Some of those interviewed Thursday said that whatever occurred, the political statute of limitations was up on a 21-year-old investment with a relative.
“This is a non-issue,” said the Rev. Donald Wildmon, president of the conservative, Mississippi-based American Family Association.
Others predicted rough sledding for Gramm.
“This will drive off the purists,” said John Green, a political scientist at Akron University who has studied the religious right movement. “He was already having trouble winning votes from the religious right.”
Direct mail fund-raising specialist Richard Viguerie said Gramm “is trying to get traction with the religious right. This makes it more difficult to get traction. His wheels are spinning. This doesn’t blow him out of the box.”

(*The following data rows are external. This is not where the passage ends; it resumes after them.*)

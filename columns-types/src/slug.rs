//! Slug derivation for breakpoint set, preset and breakpoint identifiers.

/// Separator placed between alphanumeric runs.
pub const SLUG_SEPARATOR: char = '-';

/// Derives a URL-safe slug from a human label.
///
/// The label is lower-cased, every run of non-alphanumeric characters becomes a
/// single separator, and leading/trailing separators are dropped. The result
/// depends only on `name`.
///
/// ```
/// assert_eq!(columns_types::slugify("Breakpoints 2"), "breakpoints-2");
/// assert_eq!(columns_types::slugify("  Hero -- Wide!"), "hero-wide");
/// ```
#[must_use]
pub fn slugify(name: &str) -> String {
    let mut slug = String::with_capacity(name.len());
    let mut pending_separator = false;

    for c in name.chars().flat_map(char::to_lowercase) {
        if c.is_ascii_alphanumeric() {
            if pending_separator && !slug.is_empty() {
                slug.push(SLUG_SEPARATOR);
            }
            pending_separator = false;
            slug.push(c);
        } else {
            pending_separator = true;
        }
    }

    slug
}
//! Error types for the field layer.

use thiserror::Error;

/// Result type for field operations.
pub type FieldResult<T> = Result<T, FieldError>;

/// Errors that can occur while reading or writing fields.
#[derive(Debug, Error)]
pub enum FieldError {
    /// The host rejected a field write.
    #[error("host error: {0}")]
    Host(String),

    /// The entry selection dialog failed.
    #[error("entry picker failed: {0}")]
    Picker(String),

    /// Serialization error.
    #[error("serialization error: {0}")]
    Serialization(#[from] serde_json::Error),
}
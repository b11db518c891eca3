//! Host abstraction for the config screen.

use crate::error::ConfigResult;
use async_trait::async_trait;
use columns_model::{Configuration, ContentType};

/// What the config screen needs from the hosting application.
#[async_trait]
pub trait InstallationHost: Send + Sync {
    /// Returns the stored installation parameters, or `None` on first install.
    async fn get_parameters(&self) -> ConfigResult<Option<Configuration>>;

    /// Lists every content type in the space. Order is not significant.
    async fn list_content_types(&self) -> ConfigResult<Vec<ContentType>>;
}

The New Republic, a Washington-based weekly political and arts journal, quotes Caton as saying Gramm invested $15,000 in two movies he knew would be R- or X-rated: “Beauty Queens,” which was never made, and “White House Madness,” which was described by one reviewer as an “off-beat, X-rated satire.”
The senator said he invested half that much in “Beauty Queens,” but thought it would be an R-rated send-up of beauty pageants.
Gramm, who is running far behind Senate Majority Leader Bob Dole of Kansas in presidential polls, predicted Thursday the controversy would have no negative effect on his appeal to conservative voters.
“None whatsoever,” he told reporters outside his Capitol Hill office.
Fax machines across Washington hummed Wednesday evening as Republicans and Democrats sought out details in the magazine story after it was released. On Thursday, copies of the news coverage, especially by the New York tabloids, were making the rounds, as were ribald jokes.
Gramm, for his part, quickly tried to counter the story. Aides faxed copies of his statement on the events to several hundred campaign operatives and supporters around the country, including state and county coordinators and fund raisers.
Gramm also placed telephone calls to key conservative and religious right leaders such as Wildmon, the Rev. Lou Sheldon of the Traditional Values Coalition in Anaheim, Calif.; Eagle Forum President Phyllis Schlafly; Christian Coalition executive director Ralph Reed; and Gary Bauer of the Family Research Council.
“We moved aggressively to put the facts out there,” said Gramm campaign spokesman Gary Koops. “When the facts are placed next to that story, it’s not a story.”
David Gold, a conservative talk radio host on KLIF-AM in Dallas, said he received an unsolicited copy of “The New Republic” story by fax Wednesday in time for his 3 p.m. show.
Callers Wednesday and Thursday either doubted the story or dismissed the incident as something long ago, Gold said. “I don’t think it has any life in it.”